● TASK INPUTS:

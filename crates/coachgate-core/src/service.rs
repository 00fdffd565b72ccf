//! 인증 서비스.
//!
//! 회원가입과 로그인을 조율합니다. Argon2 연산은 CPU를 많이 쓰므로
//! `tokio::task::spawn_blocking`으로 별도 blocking thread pool에서 실행합니다.

use std::sync::Arc;

use rand::{distributions::Alphanumeric, Rng};
use tracing::{debug, error, info, instrument, warn};

use crate::error::AuthError;
use crate::password::PasswordHasher;
use crate::roles::{RoleName, RoleRegistry, RoleSet};
use crate::store::{Account, AccountView, CredentialStore, NewAccount};
use crate::token::{IssuedToken, TokenIssuer};

const USERNAME_MIN_LEN: usize = 3;
const USERNAME_MAX_LEN: usize = 64;
const PASSWORD_MAX_LEN: usize = 1024;

/// 회원가입/로그인 서비스.
pub struct AuthService {
    store: Arc<dyn CredentialStore>,
    registry: RoleRegistry,
    hasher: PasswordHasher,
    tokens: Arc<TokenIssuer>,
    /// 존재하지 않는 사용자 로그인 시 검증에 사용하는 해시.
    /// 계정 유무와 관계없이 같은 작업량의 검증을 한 번 수행하게 합니다.
    dummy_hash: String,
}

impl AuthService {
    pub fn new(
        store: Arc<dyn CredentialStore>,
        hasher: PasswordHasher,
        tokens: Arc<TokenIssuer>,
    ) -> Result<Self, AuthError> {
        let dummy_password: String = rand::thread_rng()
            .sample_iter(&Alphanumeric)
            .take(32)
            .map(char::from)
            .collect();
        let dummy_hash = hasher.hash(&dummy_password)?;

        Ok(Self {
            registry: RoleRegistry::new(store.clone()),
            store,
            hasher,
            tokens,
            dummy_hash,
        })
    }

    pub fn registry(&self) -> &RoleRegistry {
        &self.registry
    }

    /// 회원가입.
    ///
    /// 실패 시 계정은 생성되지 않습니다. 사용자 이름 중복은 사전 조회로 한 번 걸러내지만,
    /// 동시 가입 경쟁에서는 저장소의 유일성 제약이 최종 판단을 내립니다.
    #[instrument(skip(self, password, roles))]
    pub async fn register(
        &self,
        username: &str,
        password: &str,
        roles: &[String],
    ) -> Result<Account, AuthError> {
        validate_username(username)?;
        validate_password(password)?;

        if self.store.find_account(username).await?.is_some() {
            return Err(AuthError::UsernameTaken(username.to_string()));
        }

        let roles = parse_roles(roles)?;

        if let Some(unknown) = self.registry.find_unknown(&roles).await? {
            debug!(role = %unknown, "Registration requested unknown role");
            return Err(AuthError::UnknownRole(unknown.to_string()));
        }
        let roles: RoleSet = roles.into_iter().collect();

        let password_hash = self.hash_blocking(password).await?;

        let account = self
            .store
            .insert_account(NewAccount {
                username: username.to_string(),
                password_hash,
                roles,
            })
            .await
            .map_err(|e| log_internal(AuthError::from(e)))?;

        info!(roles = ?account.roles, "Account registered");
        Ok(account)
    }

    /// 로그인.
    ///
    /// 존재하지 않는 사용자와 비밀번호 불일치는 같은 에러를 반환하며,
    /// 두 경우 모두 Argon2 검증을 한 번 수행합니다.
    #[instrument(skip(self, password))]
    pub async fn login(&self, username: &str, password: &str) -> Result<IssuedToken, AuthError> {
        let account = self
            .store
            .find_account(username)
            .await
            .map_err(|e| log_internal(AuthError::from(e)))?;

        let (hash, exists) = match &account {
            Some(account) => (account.password_hash.clone(), true),
            None => (self.dummy_hash.clone(), false),
        };

        let matched = self.verify_blocking(password, hash).await?;
        if !(exists && matched) {
            debug!(exists, "Login rejected");
            return Err(AuthError::InvalidCredentials);
        }

        let issued = self.tokens.issue(username)?;
        info!(expires_in = issued.expires_in, "Login succeeded");
        Ok(issued)
    }

    /// 비밀번호 해시를 제외한 계정 정보 조회.
    pub async fn load_account(&self, username: &str) -> Result<Option<AccountView>, AuthError> {
        Ok(self
            .store
            .find_account(username)
            .await?
            .map(|account| account.view()))
    }

    /// 관리자용 역할 교체.
    ///
    /// 역할 집합은 비어 있을 수 없습니다.
    #[instrument(skip(self, roles))]
    pub async fn assign_roles(&self, username: &str, roles: &[String]) -> Result<Account, AuthError> {
        let roles = parse_roles(roles)?;

        if let Some(unknown) = self.registry.find_unknown(&roles).await? {
            return Err(AuthError::UnknownRole(unknown.to_string()));
        }
        let roles: RoleSet = roles.into_iter().collect();

        let account = self
            .store
            .replace_roles(username, &roles)
            .await?
            .ok_or_else(|| AuthError::UnknownAccount(username.to_string()))?;

        info!(roles = ?account.roles, "Account roles replaced");
        Ok(account)
    }

    async fn hash_blocking(&self, password: &str) -> Result<String, AuthError> {
        let hasher = self.hasher.clone();
        let password = password.to_owned();

        let hash = tokio::task::spawn_blocking(move || hasher.hash(&password)).await??;
        Ok(hash)
    }

    async fn verify_blocking(&self, password: &str, hash: String) -> Result<bool, AuthError> {
        let hasher = self.hasher.clone();
        let password = password.to_owned();

        tokio::task::spawn_blocking(move || hasher.verify(&password, &hash))
            .await?
            .map_err(|e| {
                error!(error = %e, "Stored password hash could not be verified");
                AuthError::from(e)
            })
    }
}

fn log_internal(err: AuthError) -> AuthError {
    if let AuthError::Internal(detail) = &err {
        error!(error = %detail, "Credential store failure");
    }
    err
}

fn validate_username(username: &str) -> Result<(), AuthError> {
    let len = username.chars().count();
    if !(USERNAME_MIN_LEN..=USERNAME_MAX_LEN).contains(&len) {
        return Err(AuthError::InvalidInput(format!(
            "사용자 이름은 {USERNAME_MIN_LEN}~{USERNAME_MAX_LEN}자여야 합니다"
        )));
    }

    if !username
        .chars()
        .all(|c| c.is_ascii_alphanumeric() || matches!(c, '.' | '_' | '-'))
    {
        warn!("Username contains unsupported characters");
        return Err(AuthError::InvalidInput(
            "사용자 이름에는 영문자, 숫자, '.', '_', '-'만 사용할 수 있습니다".to_string(),
        ));
    }

    Ok(())
}

fn validate_password(password: &str) -> Result<(), AuthError> {
    if password.is_empty() {
        return Err(AuthError::InvalidInput("비밀번호가 비어 있습니다".to_string()));
    }
    if password.len() > PASSWORD_MAX_LEN {
        return Err(AuthError::InvalidInput(format!(
            "비밀번호는 최대 {PASSWORD_MAX_LEN}바이트입니다"
        )));
    }
    Ok(())
}

/// 역할 이름 목록을 요청 순서대로 정규화합니다.
///
/// 형식이 잘못된 이름은 등록될 수 없으므로 `UnknownRole`로 처리합니다.
fn parse_roles(names: &[String]) -> Result<Vec<RoleName>, AuthError> {
    if names.is_empty() {
        return Err(AuthError::InvalidInput(
            "최소 1개의 역할이 필요합니다".to_string(),
        ));
    }

    names
        .iter()
        .map(|name| RoleName::parse(name).ok_or_else(|| AuthError::UnknownRole(name.clone())))
        .collect()
}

● PROBLEM TO SOLVE:
Your response must repeat the entries above exactly, in full.

● EXPECTED ANSWER:
filename crates/coachgate-core/src/service.rs
repository 00fdffd565b72ccf
//! 인증 서비스.
//!
//! 회원가입과 로그인을 조율합니다. Argon2 연산은 CPU를 많이 쓰므로
//! `tokio::task::spawn_blocking`으로 별도 blocking thread pool에서 실행합니다.

use std::sync::Arc;

use rand::{distributions::Alphanumeric, Rng};
use tracing::{debug, error, info, instrument, warn};

use crate::error::AuthError;
use crate::password::PasswordHasher;
use crate::roles::{RoleName, RoleRegistry, RoleSet};
use crate::store::{Account, AccountView, CredentialStore, NewAccount};
use crate::token::{IssuedToken, TokenIssuer};

const USERNAME_MIN_LEN: usize = 3;
const USERNAME_MAX_LEN: usize = 64;
const PASSWORD_MAX_LEN: usize = 1024;

/// 회원가입/로그인 서비스.
pub struct AuthService {
    store: Arc<dyn CredentialStore>,
    registry: RoleRegistry,
    hasher: PasswordHasher,
    tokens: Arc<TokenIssuer>,
    /// 존재하지 않는 사용자 로그인 시 검증에 사용하는 해시.
    /// 계정 유무와 관계없이 같은 작업량의 검증을 한 번 수행하게 합니다.
    dummy_hash: String,
}

impl AuthService {
    pub fn new(
        store: Arc<dyn CredentialStore>,
        hasher: PasswordHasher,
        tokens: Arc<TokenIssuer>,
    ) -> Result<Self, AuthError> {
        let dummy_password: String = rand::thread_rng()
            .sample_iter(&Alphanumeric)
            .take(32)
            .map(char::from)
            .collect();
        let dummy_hash = hasher.hash(&dummy_password)?;

        Ok(Self {
            registry: RoleRegistry::new(store.clone()),
            store,
            hasher,
            tokens,
            dummy_hash,
        })
    }

    pub fn registry(&self) -> &RoleRegistry {
        &self.registry
    }

    /// 회원가입.
    ///
    /// 실패 시 계정은 생성되지 않습니다. 사용자 이름 중복은 사전 조회로 한 번 걸러내지만,
    /// 동시 가입 경쟁에서는 저장소의 유일성 제약이 최종 판단을 내립니다.
    #[instrument(skip(self, password, roles))]
    pub async fn register(
        &self,
        username: &str,
        password: &str,
        roles: &[String],
    ) -> Result<Account, AuthError> {
        validate_username(username)?;
        validate_password(password)?;

        if self.store.find_account(username).await?.is_some() {
            return Err(AuthError::UsernameTaken(username.to_string()));
        }

        let roles = parse_roles(roles)?;

        if let Some(unknown) = self.registry.find_unknown(&roles).await? {
            debug!(role = %unknown, "Registration requested unknown role");
            return Err(AuthError::UnknownRole(unknown.to_string()));
        }
        let roles: RoleSet = roles.into_iter().collect();

        let password_hash = self.hash_blocking(password).await?;

        let account = self
            .store
            .insert_account(NewAccount {
                username: username.to_string(),
                password_hash,
                roles,
            })
            .await
            .map_err(|e| log_internal(AuthError::from(e)))?;

        info!(roles = ?account.roles, "Account registered");
        Ok(account)
    }

    /// 로그인.
    ///
    /// 존재하지 않는 사용자와 비밀번호 불일치는 같은 에러를 반환하며,
    /// 두 경우 모두 Argon2 검증을 한 번 수행합니다.
    #[instrument(skip(self, password))]
    pub async fn login(&self, username: &str, password: &str) -> Result<IssuedToken, AuthError> {
        let account = self
            .store
            .find_account(username)
            .await
            .map_err(|e| log_internal(AuthError::from(e)))?;

        let (hash, exists) = match &account {
            Some(account) => (account.password_hash.clone(), true),
            None => (self.dummy_hash.clone(), false),
        };

        let matched = self.verify_blocking(password, hash).await?;
        if !(exists && matched) {
            debug!(exists, "Login rejected");
            return Err(AuthError::InvalidCredentials);
        }

        let issued = self.tokens.issue(username)?;
        info!(expires_in = issued.expires_in, "Login succeeded");
        Ok(issued)
    }

    /// 비밀번호 해시를 제외한 계정 정보 조회.
    pub async fn load_account(&self, username: &str) -> Result<Option<AccountView>, AuthError> {
        Ok(self
            .store
            .find_account(username)
            .await?
            .map(|account| account.view()))
    }

    /// 관리자용 역할 교체.
    ///
    /// 역할 집합은 비어 있을 수 없습니다.
    #[instrument(skip(self, roles))]
    pub async fn assign_roles(&self, username: &str, roles: &[String]) -> Result<Account, AuthError> {
        let roles = parse_roles(roles)?;

        if let Some(unknown) = self.registry.find_unknown(&roles).await? {
            return Err(AuthError::UnknownRole(unknown.to_string()));
        }
        let roles: RoleSet = roles.into_iter().collect();

        let account = self
            .store
            .replace_roles(username, &roles)
            .await?
            .ok_or_else(|| AuthError::UnknownAccount(username.to_string()))?;

        info!(roles = ?account.roles, "Account roles replaced");
        Ok(account)
    }

    async fn hash_blocking(&self, password: &str) -> Result<String, AuthError> {
        let hasher = self.hasher.clone();
        let password = password.to_owned();

        let hash = tokio::task::spawn_blocking(move || hasher.hash(&password)).await??;
        Ok(hash)
    }

    async fn verify_blocking(&self, password: &str, hash: String) -> Result<bool, AuthError> {
        let hasher = self.hasher.clone();
        let password = password.to_owned();

        tokio::task::spawn_blocking(move || hasher.verify(&password, &hash))
            .await?
            .map_err(|e| {
                error!(error = %e, "Stored password hash could not be verified");
                AuthError::from(e)
            })
    }
}

fn log_internal(err: AuthError) -> AuthError {
    if let AuthError::Internal(detail) = &err {
        error!(error = %detail, "Credential store failure");
    }
    err
}

fn validate_username(username: &str) -> Result<(), AuthError> {
    let len = username.chars().count();
    if !(USERNAME_MIN_LEN..=USERNAME_MAX_LEN).contains(&len) {
        return Err(AuthError::InvalidInput(format!(
            "사용자 이름은 {USERNAME_MIN_LEN}~{USERNAME_MAX_LEN}자여야 합니다"
        )));
    }

    if !username
        .chars()
        .all(|c| c.is_ascii_alphanumeric() || matches!(c, '.' | '_' | '-'))
    {
        warn!("Username contains unsupported characters");
        return Err(AuthError::InvalidInput(
            "사용자 이름에는 영문자, 숫자, '.', '_', '-'만 사용할 수 있습니다".to_string(),
        ));
    }

    Ok(())
}

fn validate_password(password: &str) -> Result<(), AuthError> {
    if password.is_empty() {
        return Err(AuthError::InvalidInput("비밀번호가 비어 있습니다".to_string()));
    }
    if password.len() > PASSWORD_MAX_LEN {
        return Err(AuthError::InvalidInput(format!(
            "비밀번호는 최대 {PASSWORD_MAX_LEN}바이트입니다"
        )));
    }
    Ok(())
}

/// 역할 이름 목록을 요청 순서대로 정규화합니다.
///
/// 형식이 잘못된 이름은 등록될 수 없으므로 `UnknownRole`로 처리합니다.
fn parse_roles(names: &[String]) -> Result<Vec<RoleName>, AuthError> {
    if names.is_empty() {
        return Err(AuthError::InvalidInput(
            "최소 1개의 역할이 필요합니다".to_string(),
        ));
    }

    names
        .iter()
        .map(|name| RoleName::parse(name).ok_or_else(|| AuthError::UnknownRole(name.clone())))
        .collect()
}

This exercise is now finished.